• **Task**: Retype the data below, every word of it, exactly.

• **Source records**:
mod helpers;

use axum::http::StatusCode;
use helpers::app::{FACE_IMAGE, NO_FACE_IMAGE, classroom};
use helpers::{call, make_test_app};
use serde_json::json;
use serial_test::serial;

#[tokio::test]
#[serial]
async fn register_then_overwrite() {
    let (app, state) = make_test_app().await;
    let class = classroom(state.db(), true).await;
    let token = class.student_token();

    let (status, json) = call(&app, "GET", "/api/face/registered", Some(&token), None).await;
    assert_eq!(status, StatusCode::OK);
    assert_eq!(json["data"]["registered"], false);
    assert!(json["data"]["embedding_id"].is_null());

    let body = json!({ "images": [FACE_IMAGE, FACE_IMAGE] });
    let (status, json) = call(&app, "POST", "/api/face/register", Some(&token), Some(body)).await;
    assert_eq!(status, StatusCode::CREATED, "{json}");
    assert_eq!(json["data"]["templates"], 2);
    let id = json["data"]["id"].as_i64().unwrap();

    let (status, json) = call(&app, "GET", "/api/face/registered", Some(&token), None).await;
    assert_eq!(status, StatusCode::OK);
    assert_eq!(json["data"]["registered"], true);
    assert_eq!(json["data"]["embedding_id"], id);

    let body = json!({ "images": [FACE_IMAGE] });
    let (status, _) = call(&app, "POST", "/api/face/register", Some(&token), Some(body.clone())).await;
    assert_eq!(status, StatusCode::CONFLICT);

    let (status, json) = call(&app, "POST", "/api/face/overwrite", Some(&token), Some(body)).await;
    assert_eq!(status, StatusCode::OK);
    assert_eq!(json["message"], "Face updated");
    assert_eq!(json["data"]["id"], id);
    assert_eq!(json["data"]["templates"], 1);
}

#[tokio::test]
#[serial]
async fn overwrite_without_registration_is_not_found() {
    let (app, state) = make_test_app().await;
    let class = classroom(state.db(), true).await;

    let body = json!({ "images": [FACE_IMAGE] });
    let token = class.student_token();
    let (status, _) = call(&app, "POST", "/api/face/overwrite", Some(&token), Some(body)).await;
    assert_eq!(status, StatusCode::NOT_FOUND);
}

#[tokio::test]
#[serial]
async fn bad_batches_are_rejected() {
    let (app, state) = make_test_app().await;
    let class = classroom(state.db(), true).await;
    let token = class.student_token();

    let (status, json) = call(
        &app,
        "POST",
        "/api/face/register",
        Some(&token),
        Some(json!({ "images": [] })),
    )
    .await;
    assert_eq!(status, StatusCode::BAD_REQUEST);
    assert_eq!(json["message"], "Provide between 1 and 10 images");

    let (status, _) = call(
        &app,
        "POST",
        "/api/face/register",
        Some(&token),
        Some(json!({ "images": ["%%%"] })),
    )
    .await;
    assert_eq!(status, StatusCode::BAD_REQUEST);

    let (status, _) = call(
        &app,
        "POST",
        "/api/face/register",
        Some(&token),
        Some(json!({ "images": [FACE_IMAGE, NO_FACE_IMAGE] })),
    )
    .await;
    assert_eq!(status, StatusCode::UNPROCESSABLE_ENTITY);

    let (_, json) = call(&app, "GET", "/api/face/registered", Some(&token), None).await;
    assert_eq!(json["data"]["registered"], false);
}
use sea_orm_migration::prelude::*;

pub struct Migration;

impl MigrationName for Migration {
    fn name(&self) -> &str {
        "m202601050007_create_face_embeddings"
    }
}

#[async_trait::async_trait]
impl MigrationTrait for Migration {
    async fn up(&self, manager: &SchemaManager) -> Result<(), DbErr> {
        manager
            .create_table(
                Table::create()
                    .table(Alias::new("face_embeddings"))
                    .if_not_exists()
                    .col(ColumnDef::new(Alias::new("id")).integer().not_null().auto_increment().primary_key())
                    .col(ColumnDef::new(Alias::new("user_id")).integer().not_null().unique_key())
                    .col(ColumnDef::new(Alias::new("embeddings")).json().not_null())
                    .col(ColumnDef::new(Alias::new("created_at")).timestamp().not_null().default(Expr::cust("CURRENT_TIMESTAMP")))
                    .col(ColumnDef::new(Alias::new("updated_at")).timestamp().not_null().default(Expr::cust("CURRENT_TIMESTAMP")))
                    .foreign_key(
                        ForeignKey::create()
                            .name("fk_face_embeddings_user")
                            .from(Alias::new("face_embeddings"), Alias::new("user_id"))
                            .to(Alias::new("users"), Alias::new("id"))
                            .on_delete(ForeignKeyAction::Cascade),
                    )
                    .to_owned(),
            )
            .await
    }

    async fn down(&self, manager: &SchemaManager) -> Result<(), DbErr> {
        manager
            .drop_table(Table::drop().table(Alias::new("face_embeddings")).to_owned())
            .await
    }
}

• **Response**:
mod helpers;

use axum::http::StatusCode;
use helpers::app::{FACE_IMAGE, NO_FACE_IMAGE, classroom};
use helpers::{call, make_test_app};
use serde_json::json;
use serial_test::serial;

#[tokio::test]
#[serial]
async fn register_then_overwrite() {
    let (app, state) = make_test_app().await;
    let class = classroom(state.db(), true).await;
    let token = class.student_token();

    let (status, json) = call(&app, "GET", "/api/face/registered", Some(&token), None).await;
    assert_eq!(status, StatusCode::OK);
    assert_eq!(json["data"]["registered"], false);
    assert!(json["data"]["embedding_id"].is_null());

    let body = json!({ "images": [FACE_IMAGE, FACE_IMAGE] });
    let (status, json) = call(&app, "POST", "/api/face/register", Some(&token), Some(body)).await;
    assert_eq!(status, StatusCode::CREATED, "{json}");
    assert_eq!(json["data"]["templates"], 2);
    let id = json["data"]["id"].as_i64().unwrap();

    let (status, json) = call(&app, "GET", "/api/face/registered", Some(&token), None).await;
    assert_eq!(status, StatusCode::OK);
    assert_eq!(json["data"]["registered"], true);
    assert_eq!(json["data"]["embedding_id"], id);

    let body = json!({ "images": [FACE_IMAGE] });
    let (status, _) = call(&app, "POST", "/api/face/register", Some(&token), Some(body.clone())).await;
    assert_eq!(status, StatusCode::CONFLICT);

    let (status, json) = call(&app, "POST", "/api/face/overwrite", Some(&token), Some(body)).await;
    assert_eq!(status, StatusCode::OK);
    assert_eq!(json["message"], "Face updated");
    assert_eq!(json["data"]["id"], id);
    assert_eq!(json["data"]["templates"], 1);
}

#[tokio::test]
#[serial]
async fn overwrite_without_registration_is_not_found() {
    let (app, state) = make_test_app().await;
    let class = classroom(state.db(), true).await;

    let body = json!({ "images": [FACE_IMAGE] });
    let token = class.student_token();
    let (status, _) = call(&app, "POST", "/api/face/overwrite", Some(&token), Some(body)).await;
    assert_eq!(status, StatusCode::NOT_FOUND);
}

#[tokio::test]
#[serial]
async fn bad_batches_are_rejected() {
    let (app, state) = make_test_app().await;
    let class = classroom(state.db(), true).await;
    let token = class.student_token();

    let (status, json) = call(
        &app,
        "POST",
        "/api/face/register",
        Some(&token),
        Some(json!({ "images": [] })),
    )
    .await;
    assert_eq!(status, StatusCode::BAD_REQUEST);
    assert_eq!(json["message"], "Provide between 1 and 10 images");

    let (status, _) = call(
        &app,
        "POST",
        "/api/face/register",
        Some(&token),
        Some(json!({ "images": ["%%%"] })),
    )
    .await;
    assert_eq!(status, StatusCode::BAD_REQUEST);

    let (status, _) = call(
        &app,
        "POST",
        "/api/face/register",
        Some(&token),
        Some(json!({ "images": [FACE_IMAGE, NO_FACE_IMAGE] })),
    )
    .await;
    assert_eq!(status, StatusCode::UNPROCESSABLE_ENTITY);

    let (_, json) = call(&app, "GET", "/api/face/registered", Some(&token), None).await;
    assert_eq!(json["data"]["registered"], false);
}
use sea_orm_migration::prelude::*;

pub struct Migration;

impl MigrationName for Migration {
    fn name(&self) -> &str {
        "m202601050007_create_face_embeddings"
    }
}

#[async_trait::async_trait]
impl MigrationTrait for Migration {
    async fn up(&self, manager: &SchemaManager) -> Result<(), DbErr> {
        manager
            .create_table(
                Table::create()
                    .table(Alias::new("face_embeddings"))
                    .if_not_exists()
                    .col(ColumnDef::new(Alias::new("id")).integer().not_null().auto_increment().primary_key())
                    .col(ColumnDef::new(Alias::new("user_id")).integer().not_null().unique_key())
                    .col(ColumnDef::new(Alias::new("embeddings")).json().not_null())
                    .col(ColumnDef::new(Alias::new("created_at")).timestamp().not_null().default(Expr::cust("CURRENT_TIMESTAMP")))
                    .col(ColumnDef::new(Alias::new("updated_at")).timestamp().not_null().default(Expr::cust("CURRENT_TIMESTAMP")))
                    .foreign_key(
                        ForeignKey::create()
                            .name("fk_face_embeddings_user")
                            .from(Alias::new("face_embeddings"), Alias::new("user_id"))
                            .to(Alias::new("users"), Alias::new("id"))
                            .on_delete(ForeignKeyAction::Cascade),
                    )
                    .to_owned(),
            )
            .await
    }

    async fn down(&self, manager: &SchemaManager) -> Result<(), DbErr> {
        manager
            .drop_table(Table::drop().table(Alias::new("face_embeddings")).to_owned())
            .await
    }
}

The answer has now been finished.